--- ASSIGNMENT ---
Only the lines from the top of the data through the line containing "from config files." should be duplicated, exactly as they appear.

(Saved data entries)
+--

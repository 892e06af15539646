//! Configuration schema definitions.
//!
//! This module defines the complete configuration structure for the client.
//! All types derive Serde traits for deserialization from config files.

use serde::{Deserialize, Serialize};

/// Root configuration for the connectivity layer.
#[derive(Debug, Clone, PartialEq, Deserialize, Serialize, Default)]
#[serde(default)]
pub struct ClientConfig {
    /// Retry policy used by the request executor.
    pub retry: RetryConfig,

    /// Offline operation queue bounds.
    pub queue: QueueConfig,

    /// Active health probe settings.
    pub probe: ProbeConfig,

    /// HTTP transport settings.
    pub transport: TransportConfig,

    /// Observability settings.
    pub observability: ObservabilityConfig,
}

/// Retry configuration.
#[derive(Debug, Clone, PartialEq, Deserialize, Serialize)]
#[serde(default)]
pub struct RetryConfig {
    /// Number of retries after the first attempt.
    pub max_retries: u32,

    /// Base delay for exponential backoff in milliseconds.
    pub base_delay_ms: u64,

    /// Maximum delay for exponential backoff in milliseconds.
    pub max_delay_ms: u64,

    /// Growth factor applied per attempt. Must be > 1.0.
    pub backoff_multiplier: f64,

    /// Status codes classified as `ServerError` that may be retried.
    /// 408 and 429 are decided by `retryable_kinds` ("timeout", "rate_limited").
    pub retryable_status_codes: Vec<u16>,

    /// Error kinds (snake_case) that may be retried, e.g. "timeout".
    pub retryable_kinds: Vec<String>,
}

impl Default for RetryConfig {
    fn default() -> Self {
        Self {
            max_retries: 3,
            base_delay_ms: 1_000,
            max_delay_ms: 30_000,
            backoff_multiplier: 2.0,
            retryable_status_codes: vec![500, 502, 503, 504],
            retryable_kinds: vec![
                "timeout".to_string(),
                "rate_limited".to_string(),
                "transport_failure".to_string(),
            ],
        }
    }
}

/// Offline queue configuration.
#[derive(Debug, Clone, PartialEq, Deserialize, Serialize)]
#[serde(default)]
pub struct QueueConfig {
    /// Maximum number of queued operations; the oldest is evicted beyond this.
    pub capacity: usize,

    /// Maximum age of a queued operation in seconds.
    pub ttl_secs: u64,

    /// Default replay budget for operations queued by the executor.
    pub default_max_attempts: u32,
}

impl Default for QueueConfig {
    fn default() -> Self {
        Self {
            capacity: 100,
            ttl_secs: 24 * 60 * 60,
            default_max_attempts: 5,
        }
    }
}

/// Health probe configuration.
#[derive(Debug, Clone, PartialEq, Deserialize, Serialize)]
#[serde(default)]
pub struct ProbeConfig {
    /// Enable active health probes.
    pub enabled: bool,

    /// Probe interval in seconds.
    pub interval_secs: u64,

    /// Probe timeout in seconds.
    pub timeout_secs: u64,

    /// Cheap, side-effect-free endpoint to probe.
    pub target: String,
}

impl Default for ProbeConfig {
    fn default() -> Self {
        Self {
            enabled: true,
            interval_secs: 30,
            timeout_secs: 5,
            target: "http://localhost:8080/health".to_string(),
        }
    }
}

/// HTTP transport configuration.
#[derive(Debug, Clone, PartialEq, Deserialize, Serialize)]
#[serde(default)]
pub struct TransportConfig {
    /// Connection establishment timeout in seconds.
    pub connect_timeout_secs: u64,

    /// Total request timeout in seconds.
    pub request_timeout_secs: u64,

    /// User agent sent with every request.
    pub user_agent: String,
}

impl Default for TransportConfig {
    fn default() -> Self {
        Self {
            connect_timeout_secs: 5,
            request_timeout_secs: 30,
            user_agent: "resilient-link/0.1".to_string(),
        }
    }
}

/// Observability configuration.
#[derive(Debug, Clone, PartialEq, Deserialize, Serialize)]
#[serde(default)]
pub struct ObservabilityConfig {
    /// Log level (trace, debug, info, warn, error).
    pub log_level: String,

    /// Enable metrics endpoint.
    pub metrics_enabled: bool,

    /// Metrics endpoint bind address.
    pub metrics_address: String,
}

impl Default for ObservabilityConfig {
    fn default() -> Self {
        Self {
            log_level: "info".to_string(),
            metrics_enabled: false,
            metrics_address: "127.0.0.1:9090".to_string(),
        }
    }
}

+--

--- SOLUTION TO THIS EXERCISE ---
repository 892e06af15539646
//! Configuration schema definitions.
//!
//! This module defines the complete configuration structure for the client.
//! All types derive Serde traits for deserialization from config files.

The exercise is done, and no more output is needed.